HypRAG

Hierarchical retrieval for structured documents. FAISS cosine k-NN seeds a result set, then subtree_expand walks the chunk parent/child graph to pull every parent, sibling, and child of each hit. The flat encoder finds the right region of the document; the hierarchy walker fills in the surrounding context.

+154% Recall@5 on GDPR  ·  +120% on CPython stdlib  ·  <1 ms/query CPU  ·  no GPU

What it does

Most RAG pipelines treat documents as flat bags of chunks. When the right answer lives in paragraph 15(1)(c) of a regulation, flat retrieval returns the chunk for 15(1)(c) — but loses the article header, the surrounding paragraphs, and the chapter context that make the answer interpretable.

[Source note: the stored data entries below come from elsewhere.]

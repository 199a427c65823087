//! Format-neutral wire tree
//!
//! Both message formats serialize through [`Wire`], so the codec only ever
//! builds and inspects this tree and never sees JSON or CBOR directly.

use std::collections::BTreeMap;
use std::fmt;

use serde::de::{self, Deserializer, MapAccess, SeqAccess, Visitor};
use serde::ser::{SerializeMap, SerializeSeq, Serializer};
use serde::{Deserialize, Serialize};

/// Index into the remote handle table
#[derive(Debug, Clone, Copy, PartialEq, Eq, Hash, PartialOrd, Ord, Serialize)]
#[serde(transparent)]
pub struct Handle(pub u64);

impl Handle {
    pub fn index(self) -> usize {
        self.0 as usize
    }
}

impl From<usize> for Handle {
    fn from(index: usize) -> Self {
        Handle(index as u64)
    }
}

impl fmt::Display for Handle {
    fn fmt(&self, f: &mut fmt::Formatter<'_>) -> fmt::Result {
        write!(f, "{}", self.0)
    }
}

impl<'de> Deserialize<'de> for Handle {
    fn deserialize<D: Deserializer<'de>>(deserializer: D) -> Result<Self, D::Error> {
        let wire = Wire::deserialize(deserializer)?;
        wire.as_u64()
            .map(Handle)
            .ok_or_else(|| de::Error::custom(format!("expected a handle, got {}", wire.kind())))
    }
}

/// A serialized value, before it is written in a particular format
#[derive(Debug, Clone, PartialEq, Default)]
pub enum Wire {
    #[default]
    Nil,
    Bool(bool),
    Int(i64),
    Float(f64),
    Str(String),
    Bin(Vec<u8>),
    Array(Vec<Wire>),
    Map(BTreeMap<String, Wire>),
}

impl Wire {
    pub fn kind(&self) -> &'static str {
        match self {
            Wire::Nil => "nil",
            Wire::Bool(_) => "bool",
            Wire::Int(_) => "int",
            Wire::Float(_) => "float",
            Wire::Str(_) => "string",
            Wire::Bin(_) => "binary",
            Wire::Array(_) => "array",
            Wire::Map(_) => "map",
        }
    }

    pub fn as_str(&self) -> Option<&str> {
        match self {
            Wire::Str(s) => Some(s),
            _ => None,
        }
    }

    /// Integer view; integral floats count, since some peers only know doubles
    pub fn as_i64(&self) -> Option<i64> {
        match self {
            Wire::Int(i) => Some(*i),
            Wire::Float(f) if f.fract() == 0.0 && f.is_finite() => Some(*f as i64),
            _ => None,
        }
    }

    pub fn as_u64(&self) -> Option<u64> {
        self.as_i64().and_then(|i| u64::try_from(i).ok())
    }

    pub fn as_array(&self) -> Option<&[Wire]> {
        match self {
            Wire::Array(items) => Some(items),
            _ => None,
        }
    }

    pub fn as_map(&self) -> Option<&BTreeMap<String, Wire>> {
        match self {
            Wire::Map(map) => Some(map),
            _ => None,
        }
    }

    /// Name of a tagged list such as `["__matrix__", ...]`
    pub fn tag(&self) -> Option<&str> {
        let first = self.as_array()?.first()?.as_str()?;
        (first.len() > 4 && first.starts_with("__") && first.ends_with("__")).then_some(first)
    }

    pub fn str(value: impl Into<String>) -> Self {
        Wire::Str(value.into())
    }
}

impl From<&str> for Wire {
    fn from(value: &str) -> Self {
        Wire::Str(value.to_string())
    }
}

impl From<i64> for Wire {
    fn from(value: i64) -> Self {
        Wire::Int(value)
    }
}

impl From<Handle> for Wire {
    fn from(handle: Handle) -> Self {
        match i64::try_from(handle.0) {
            Ok(i) => Wire::Int(i),
            Err(_) => Wire::Float(handle.0 as f64),
        }
    }
}

impl Serialize for Wire {
    fn serialize<S: Serializer>(&self, serializer: S) -> Result<S::Ok, S::Error> {
        match self {
            Wire::Nil => serializer.serialize_unit(),
            Wire::Bool(b) => serializer.serialize_bool(*b),
            Wire::Int(i) => serializer.serialize_i64(*i),
            Wire::Float(f) => serializer.serialize_f64(*f),
            Wire::Str(s) => serializer.serialize_str(s),
            Wire::Bin(bytes) => serializer.serialize_bytes(bytes),
            Wire::Array(items) => {
                let mut seq = serializer.serialize_seq(Some(items.len()))?;
                for item in items {
                    seq.serialize_element(item)?;
                }
                seq.end()
            }
            Wire::Map(entries) => {
                let mut map = serializer.serialize_map(Some(entries.len()))?;
                for (key, value) in entries {
                    map.serialize_entry(key, value)?;
                }
                map.end()
            }
        }
    }
}

struct WireVisitor;

impl<'de> Visitor<'de> for WireVisitor {
    type Value = Wire;

    fn expecting(&self, f: &mut fmt::Formatter<'_>) -> fmt::Result {
        f.write_str("any wire value")
    }

    fn visit_bool<E: de::Error>(self, v: bool) -> Result<Wire, E> {
        Ok(Wire::Bool(v))
    }

    fn visit_i64<E: de::Error>(self, v: i64) -> Result<Wire, E> {
        Ok(Wire::Int(v))
    }

    fn visit_u64<E: de::Error>(self, v: u64) -> Result<Wire, E> {
        Ok(i64::try_from(v).map_or(Wire::Float(v as f64), Wire::Int))
    }

    fn visit_i128<E: de::Error>(self, v: i128) -> Result<Wire, E> {
        Ok(i64::try_from(v).map_or(Wire::Float(v as f64), Wire::Int))
    }

    fn visit_u128<E: de::Error>(self, v: u128) -> Result<Wire, E> {
        Ok(i64::try_from(v).map_or(Wire::Float(v as f64), Wire::Int))
    }

    fn visit_f64<E: de::Error>(self, v: f64) -> Result<Wire, E> {
        Ok(Wire::Float(v))
    }

    fn visit_str<E: de::Error>(self, v: &str) -> Result<Wire, E> {
        Ok(Wire::Str(v.to_string()))
    }

    fn visit_string<E: de::Error>(self, v: String) -> Result<Wire, E> {
        Ok(Wire::Str(v))
    }

    fn visit_bytes<E: de::Error>(self, v: &[u8]) -> Result<Wire, E> {
        Ok(Wire::Bin(v.to_vec()))
    }

    fn visit_byte_buf<E: de::Error>(self, v: Vec<u8>) -> Result<Wire, E> {
        Ok(Wire::Bin(v))
    }

    fn visit_unit<E: de::Error>(self) -> Result<Wire, E> {
        Ok(Wire::Nil)
    }

    fn visit_none<E: de::Error>(self) -> Result<Wire, E> {
        Ok(Wire::Nil)
    }

    fn visit_some<D: Deserializer<'de>>(self, deserializer: D) -> Result<Wire, D::Error> {
        Wire::deserialize(deserializer)
    }

    fn visit_seq<A: SeqAccess<'de>>(self, mut seq: A) -> Result<Wire, A::Error> {
        let mut items = Vec::with_capacity(seq.size_hint().unwrap_or(0).min(4096));
        while let Some(item) = seq.next_element()? {
            items.push(item);
        }
        Ok(Wire::Array(items))
    }

    fn visit_map<A: MapAccess<'de>>(self, mut map: A) -> Result<Wire, A::Error> {
        let mut entries = BTreeMap::new();
        while let Some((key, value)) = map.next_entry::<Wire, Wire>()? {
            let key = match key {
                Wire::Str(s) => s,
                Wire::Int(i) => i.to_string(),
                other => {
                    return Err(de::Error::custom(format!(
                        "map keys must be strings, got {}",
                        other.kind()
                    )))
                }
            };
            entries.insert(key, value);
        }
        Ok(Wire::Map(entries))
    }
}

impl<'de> Deserialize<'de> for Wire {
    fn deserialize<D: Deserializer<'de>>(deserializer: D) -> Result<Self, D::Error> {
        deserializer.deserialize_any(WireVisitor)
    }
}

HypRAG keeps that structure. Each chunk carries a node_path (e.g. gdpr.ch3.art15.p1.pa) and a depth tag. After the FAISS lookup, subtree_expand returns the parent, the siblings, and the children of every hit. Same recall as flat FAISS at the seed step, but a much higher hit rate after expansion — the answer arrives with its scaffolding intact.

Benchmarks

GDPR (EU 2016/679) — 821 chunks, 20 hand-labeled queries, BGE-base, K=5

Condition	Recall@5	Precision	Latency
FAISS (flat)	0.286	0.590	0.1 ms
FAISS + subtree_expand	0.727	0.441	0.6 ms
Hybrid (BM25+FAISS) + expand	0.683	0.408	1.8 ms

Expansion lift: +154.2 %. BM25 hybrid hurts on regulatory text (uniform vocabulary).

Chunker generalisation — same GDPR corpus, different chunkers

Chunker	Chunks	FAISS	FAISS+expand	Lift
`GDPRChunker` (domain-specific)	821	0.221	0.549	+148 %
`HTMLChunker` (generic, no domain)	896	0.256	0.564	+120 %

The expansion lift is algorithm-driven, not chunker-biased. A source-agnostic chunker that only uses HTML heading levels and <ol>/<ul> nesting reaches essentially the same post-expansion recall as a hand-crafted GDPR parser.

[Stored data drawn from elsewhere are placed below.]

//! Dense and sparse numeric arrays
//!
//! Arrays are kept as raw little-endian buffers tagged with an element type,
//! which is exactly what travels on the wire. Typed access goes through the
//! [`Element`] trait.

use std::fmt;

use crate::error::{CodecError, CodecResult};

/// Element type of a dense array, named the way the wire names it
#[derive(Debug, Clone, Copy, PartialEq, Eq, Hash)]
pub enum DType {
    Bool,
    Int8,
    Int16,
    Int32,
    Int64,
    UInt8,
    UInt16,
    UInt32,
    UInt64,
    Float32,
    Float64,
    Complex64,
    Complex128,
}

impl DType {
    /// Wire name of the element type
    pub fn name(self) -> &'static str {
        match self {
            DType::Bool => "bool",
            DType::Int8 => "int8",
            DType::Int16 => "int16",
            DType::Int32 => "int32",
            DType::Int64 => "int64",
            DType::UInt8 => "uint8",
            DType::UInt16 => "uint16",
            DType::UInt32 => "uint32",
            DType::UInt64 => "uint64",
            DType::Float32 => "float32",
            DType::Float64 => "float64",
            DType::Complex64 => "complex64",
            DType::Complex128 => "complex128",
        }
    }

    /// Parse a wire name. Class names used by array languages
    /// (`double`, `single`, `logical`) are accepted as aliases.
    pub fn from_name(name: &str) -> CodecResult<Self> {
        let dtype = match name {
            "bool" | "logical" => DType::Bool,
            "int8" => DType::Int8,
            "int16" => DType::Int16,
            "int32" => DType::Int32,
            "int64" => DType::Int64,
            "uint8" => DType::UInt8,
            "uint16" => DType::UInt16,
            "uint32" => DType::UInt32,
            "uint64" => DType::UInt64,
            "float32" | "single" => DType::Float32,
            "float64" | "double" => DType::Float64,
            "complex64" => DType::Complex64,
            "complex128" => DType::Complex128,
            other => return Err(CodecError::UnknownDType(other.to_string())),
        };
        Ok(dtype)
    }

    /// Size of one element in bytes
    pub fn item_size(self) -> usize {
        match self {
            DType::Bool | DType::Int8 | DType::UInt8 => 1,
            DType::Int16 | DType::UInt16 => 2,
            DType::Int32 | DType::UInt32 | DType::Float32 => 4,
            DType::Int64 | DType::UInt64 | DType::Float64 | DType::Complex64 => 8,
            DType::Complex128 => 16,
        }
    }

    pub fn is_complex(self) -> bool {
        matches!(self, DType::Complex64 | DType::Complex128)
    }
}

impl fmt::Display for DType {
    fn fmt(&self, f: &mut fmt::Formatter<'_>) -> fmt::Result {
        f.write_str(self.name())
    }
}

/// Complex scalar with double precision parts
#[derive(Debug, Clone, Copy, PartialEq, Default)]
pub struct Complex {
    pub re: f64,
    pub im: f64,
}

impl Complex {
    pub fn new(re: f64, im: f64) -> Self {
        Self { re, im }
    }
}

/// Scalar types that can be stored in a [`Matrix`]
pub trait Element: Copy {
    const DTYPE: DType;

    fn write_le(self, out: &mut Vec<u8>);

    /// `bytes` is exactly `DTYPE.item_size()` long
    fn read_le(bytes: &[u8]) -> Self;
}

macro_rules! impl_element {
    ($($ty:ty => $dtype:expr),* $(,)?) => {
        $(
            impl Element for $ty {
                const DTYPE: DType = $dtype;

                fn write_le(self, out: &mut Vec<u8>) {
                    out.extend_from_slice(&self.to_le_bytes());
                }

                fn read_le(bytes: &[u8]) -> Self {
                    let mut raw = [0u8; std::mem::size_of::<$ty>()];
                    raw.copy_from_slice(bytes);
                    <$ty>::from_le_bytes(raw)
                }
            }
        )*
    };
}

impl_element! {
    i8 => DType::Int8,
    i16 => DType::Int16,
    i32 => DType::Int32,
    i64 => DType::Int64,
    u8 => DType::UInt8,
    u16 => DType::UInt16,
    u32 => DType::UInt32,
    u64 => DType::UInt64,
    f32 => DType::Float32,
    f64 => DType::Float64,
}

impl Element for bool {
    const DTYPE: DType = DType::Bool;

    fn write_le(self, out: &mut Vec<u8>) {
        out.push(u8::from(self));
    }

    fn read_le(bytes: &[u8]) -> Self {
        bytes[0] != 0
    }
}

impl Element for Complex {
    const DTYPE: DType = DType::Complex128;

    fn write_le(self, out: &mut Vec<u8>) {
        self.re.write_le(out);
        self.im.write_le(out);
    }

    fn read_le(bytes: &[u8]) -> Self {
        Complex {
            re: f64::read_le(&bytes[..8]),
            im: f64::read_le(&bytes[8..16]),
        }
    }
}

/// Largest number of elements a sparse matrix is expanded to when made dense
pub const MAX_DENSE_ELEMENTS: usize = 1 << 27;

/// Number of elements described by a shape; a 0-d shape holds one element.
/// `None` when the count does not fit in `usize`.
pub fn element_count(shape: &[usize]) -> Option<usize> {
    shape.iter().try_fold(1usize, |count, &dim| count.checked_mul(dim))
}

/// Bytes needed for `shape` elements of `dtype`
fn byte_len(dtype: DType, shape: &[usize]) -> CodecResult<usize> {
    element_count(shape)
        .and_then(|count| count.checked_mul(dtype.item_size()))
        .ok_or_else(|| {
            CodecError::malformed(
                "__matrix__",
                format!("shape {:?} of {} is too large", shape, dtype),
            )
        })
}

/// Dense n-dimensional array in row-major order
#[derive(Debug, Clone, PartialEq)]
pub struct Matrix {
    dtype: DType,
    shape: Vec<usize>,
    data: Vec<u8>,
}

impl Matrix {
    /// Build a matrix from a raw little-endian buffer
    pub fn new(dtype: DType, shape: Vec<usize>, data: Vec<u8>) -> CodecResult<Self> {
        let expected = byte_len(dtype, &shape)?;
        if data.len() != expected {
            return Err(CodecError::ShapeMismatch {
                expected,
                actual: data.len(),
            });
        }
        Ok(Self { dtype, shape, data })
    }

    /// Build a matrix from typed elements
    pub fn from_elements<T: Element>(shape: Vec<usize>, values: &[T]) -> CodecResult<Self> {
        let mut data = Vec::with_capacity(values.len() * T::DTYPE.item_size());
        for &value in values {
            value.write_le(&mut data);
        }
        Self::new(T::DTYPE, shape, data)
    }

    /// 1-by-n row vector
    pub fn row<T: Element>(values: &[T]) -> Self {
        let mut data = Vec::with_capacity(values.len() * T::DTYPE.item_size());
        for &value in values {
            value.write_le(&mut data);
        }
        Self {
            dtype: T::DTYPE,
            shape: vec![1, values.len()],
            data,
        }
    }

    /// Single element array of shape `[1]`
    pub fn scalar<T: Element>(value: T) -> Self {
        let mut data = Vec::with_capacity(T::DTYPE.item_size());
        value.write_le(&mut data);
        Self {
            dtype: T::DTYPE,
            shape: vec![1],
            data,
        }
    }

    /// Zero-filled array
    pub fn zeros(dtype: DType, shape: Vec<usize>) -> CodecResult<Self> {
        let data = vec![0u8; byte_len(dtype, &shape)?];
        Ok(Self { dtype, shape, data })
    }

    /// One-dimensional array with no elements
    pub fn empty(dtype: DType) -> Self {
        Self {
            dtype,
            shape: vec![0],
            data: Vec::new(),
        }
    }

    pub fn dtype(&self) -> DType {
        self.dtype
    }

    pub fn shape(&self) -> &[usize] {
        &self.shape
    }

    /// Raw little-endian element buffer
    pub fn data(&self) -> &[u8] {
        &self.data
    }

    /// Number of elements
    pub fn len(&self) -> usize {
        self.data.len() / self.dtype.item_size()
    }

    pub fn is_empty(&self) -> bool {
        self.len() == 0
    }

    pub fn into_parts(self) -> (DType, Vec<usize>, Vec<u8>) {
        (self.dtype, self.shape, self.data)
    }

    /// Same elements, new shape
    pub fn reshape(self, shape: Vec<usize>) -> CodecResult<Self> {
        Self::new(self.dtype, shape, self.data)
    }

    fn chunks(&self) -> std::slice::ChunksExact<'_, u8> {
        self.data.chunks_exact(self.dtype.item_size())
    }

    /// Typed copy of the elements; the element type must match exactly
    pub fn to_vec<T: Element>(&self) -> CodecResult<Vec<T>> {
        if self.dtype != T::DTYPE {
            return Err(CodecError::DTypeMismatch {
                requested: T::DTYPE.name(),
                actual: self.dtype.name(),
            });
        }
        Ok(self.chunks().map(T::read_le).collect())
    }

    /// Elements of any real element type widened to `f64`
    pub fn to_f64_vec(&self) -> CodecResult<Vec<f64>> {
        if self.dtype.is_complex() {
            return Err(CodecError::DTypeMismatch {
                requested: DType::Float64.name(),
                actual: self.dtype.name(),
            });
        }
        Ok(self.chunks().map(|chunk| real_as_f64(self.dtype, chunk)).collect())
    }

    /// Elements widened to complex numbers, real types get a zero imaginary part
    pub fn to_complex_vec(&self) -> Vec<Complex> {
        self.chunks()
            .map(|chunk| match self.dtype {
                DType::Complex64 => Complex::new(
                    f64::from(f32::read_le(&chunk[..4])),
                    f64::from(f32::read_le(&chunk[4..8])),
                ),
                DType::Complex128 => Complex::read_le(chunk),
                dtype => Complex::new(real_as_f64(dtype, chunk), 0.0),
            })
            .collect()
    }

    /// Element at a row-major multi-index
    pub fn get_f64(&self, index: &[usize]) -> Option<f64> {
        if index.len() != self.shape.len() || self.dtype.is_complex() {
            return None;
        }
        let mut offset = 0;
        for (i, (&idx, &dim)) in index.iter().zip(&self.shape).enumerate() {
            if idx >= dim {
                return None;
            }
            offset = if i == 0 { idx } else { offset * dim + idx };
        }
        self.chunks()
            .nth(offset)
            .map(|chunk| real_as_f64(self.dtype, chunk))
    }

    fn element_is_zero(&self, chunk: &[u8]) -> bool {
        match self.dtype {
            DType::Complex64 => {
                f32::read_le(&chunk[..4]) == 0.0 && f32::read_le(&chunk[4..8]) == 0.0
            }
            DType::Complex128 => {
                let c = Complex::read_le(chunk);
                c.re == 0.0 && c.im == 0.0
            }
            dtype => real_as_f64(dtype, chunk) == 0.0,
        }
    }
}

fn real_as_f64(dtype: DType, chunk: &[u8]) -> f64 {
    match dtype {
        DType::Bool => f64::from(u8::from(bool::read_le(chunk))),
        DType::Int8 => f64::from(i8::read_le(chunk)),
        DType::Int16 => f64::from(i16::read_le(chunk)),
        DType::Int32 => f64::from(i32::read_le(chunk)),
        DType::Int64 => i64::read_le(chunk) as f64,
        DType::UInt8 => f64::from(u8::read_le(chunk)),
        DType::UInt16 => f64::from(u16::read_le(chunk)),
        DType::UInt32 => f64::from(u32::read_le(chunk)),
        DType::UInt64 => u64::read_le(chunk) as f64,
        DType::Float32 => f64::from(f32::read_le(chunk)),
        DType::Float64 => f64::read_le(chunk),
        DType::Complex64 | DType::Complex128 => f64::NAN,
    }
}

/// Two-dimensional sparse matrix in coordinate (COO) form.
///
/// Repeated coordinates are allowed; their values add up when the matrix is
/// read back, the same convention COO constructors use.
#[derive(Debug, Clone, PartialEq)]
pub struct SparseMatrix {
    shape: (usize, usize),
    rows: Vec<usize>,
    cols: Vec<usize>,
    values: Matrix,
}

impl SparseMatrix {
    /// Matrix with no stored entries
    pub fn empty(rows: usize, cols: usize) -> Self {
        Self {
            shape: (rows, cols),
            rows: Vec::new(),
            cols: Vec::new(),
            values: Matrix::empty(DType::Float64),
        }
    }

    /// Build from parallel row/column/value vectors. `values` is flattened.
    pub fn from_triplets(
        shape: (usize, usize),
        rows: Vec<usize>,
        cols: Vec<usize>,
        values: Matrix,
    ) -> CodecResult<Self> {
        let count = values.len();
        if rows.len() != count || cols.len() != count {
            return Err(CodecError::InvalidSparse(format!(
                "{} rows, {} columns and {} values",
                rows.len(),
                cols.len(),
                count
            )));
        }
        if let Some((r, c)) = rows
            .iter()
            .zip(&cols)
            .find(|(r, c)| **r >= shape.0 || **c >= shape.1)
        {
            return Err(CodecError::InvalidSparse(format!(
                "entry ({}, {}) outside {}x{}",
                r, c, shape.0, shape.1
            )));
        }
        let values = values.reshape(vec![count])?;
        Ok(Self {
            shape,
            rows,
            cols,
            values,
        })
    }

    /// Collect the nonzero entries of a 2-D dense matrix
    pub fn from_dense(dense: &Matrix) -> CodecResult<Self> {
        let &[n_rows, n_cols] = dense.shape() else {
            return Err(CodecError::InvalidSparse(format!(
                "expected a 2-D matrix, got shape {:?}",
                dense.shape()
            )));
        };
        let mut rows = Vec::new();
        let mut cols = Vec::new();
        let mut data = Vec::new();
        for (offset, chunk) in dense.chunks().enumerate() {
            if dense.element_is_zero(chunk) {
                continue;
            }
            rows.push(offset / n_cols);
            cols.push(offset % n_cols);
            data.extend_from_slice(chunk);
        }
        let values = Matrix::new(dense.dtype(), vec![rows.len()], data)?;
        Self::from_triplets((n_rows, n_cols), rows, cols, values)
    }

    pub fn shape(&self) -> (usize, usize) {
        self.shape
    }

    /// Number of stored entries (duplicates counted separately)
    pub fn nnz(&self) -> usize {
        self.rows.len()
    }

    pub fn rows(&self) -> &[usize] {
        &self.rows
    }

    pub fn cols(&self) -> &[usize] {
        &self.cols
    }

    /// Stored values as a 1-D matrix
    pub fn values(&self) -> &Matrix {
        &self.values
    }

    /// Value at `(row, col)`, summing repeated entries
    pub fn get(&self, row: usize, col: usize) -> CodecResult<f64> {
        let values = self.values.to_f64_vec()?;
        Ok(self
            .rows
            .iter()
            .zip(&self.cols)
            .zip(values)
            .filter(|((r, c), _)| **r == row && **c == col)
            .map(|(_, v)| v)
            .sum())
    }

    /// Dense `float64` copy, refused above [`MAX_DENSE_ELEMENTS`]
    pub fn to_dense(&self) -> CodecResult<Matrix> {
        let (n_rows, n_cols) = self.shape;
        let count = n_rows
            .checked_mul(n_cols)
            .filter(|&count| count <= MAX_DENSE_ELEMENTS)
            .ok_or_else(|| {
                CodecError::InvalidSparse(format!(
                    "{}x{} is too large to store densely",
                    n_rows, n_cols
                ))
            })?;
        let mut dense = vec![0.0f64; count];
        for ((&r, &c), v) in self.rows.iter().zip(&self.cols).zip(self.values.to_f64_vec()?) {
            dense[r * n_cols + c] += v;
        }
        Matrix::from_elements(vec![n_rows, n_cols], &dense)
    }
}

CPython stdlib — 16k chunks, K=5

Condition	Recall@5
FAISS (flat)	0.092
FAISS + subtree_expand	0.203

Expansion lift: +120 %.

Reproducing the GDPR numbers:

python -m benchmarks.run_legal_comparison --html-path gdpr_corpus.html
python -m benchmarks.compare_chunkers      --html-path gdpr_corpus.html

Install

pip install hyprag                       # core (faiss, sentence-transformers, numpy)
pip install hyprag[legal]                # adds beautifulsoup4 for HTML chunkers
pip install hyprag[api]                  # adds fastapi + uvicorn for the HTTP server
pip install hyprag[dev]                  # pytest, ruff, mypy

Quick start — Python codebase

from hyprag.retriever import HypragRetriever

r = HypragRetriever()              # default encoder: BAAI/bge-base-en-v1.5
r.index_path("./myproject")        # AST-based chunker, module → class → method

for chunk in r.query("how does the parser handle escape sequences?", k=5):
    print(chunk.depth, chunk.node_path, chunk.start_line)

Quick start — GDPR (or any hierarchical HTML)

from hyprag.chunkers import GDPRChunker     # domain-specific, +154% lift
from hyprag.chunkers import HTMLChunker     # generic, +120% lift, zero domain knowledge
from hyprag.retriever import HypragRetriever

# Fetch the corpus once (per-article from gdpr-info.eu; takes ~5 min)
chunks = GDPRChunker().load()              # or .load(html_path=Path("..."))

r = HypragRetriever()
r.index_chunks(chunks)

for chunk in r.query("when must a data breach be reported?", k=5):
    print(chunk.depth, chunk.node_path)
    print(chunk.text[:200])

HTMLChunker works on any HTML document — Wikipedia, documentation, statutes — using only <h1>–<h6> levels and <ol>/<ul>/<li> nesting as hierarchy signals.

HTTP API

uvicorn api.main:app --reload

POST /index/gdpr, POST /index/codebase, POST /index/texts build indexes. POST /search queries them. Each request is authenticated via X-API-Key; tiering (free / paid) caps vectors, queries/day, and TTL — see api/auth.py.

Every IndexResponse returns depth_distribution and warnings, so callers can verify the chunker recovered the hierarchy as expected without inspecting internals.

Subtree expansion

subtree_expand(results, corpus) is the core algorithm. Given any list of seed chunks and the full corpus, it returns the seeds plus every chunk that is:

a parent — chunk.node_path matches a seed's parent_path
a child — chunk.parent_path matches a seed's node_path
a sibling — same parent_path as a seed

All three are toggleable; max_expand caps the result size. The walk is O(N) per query — cheap enough to run on every search.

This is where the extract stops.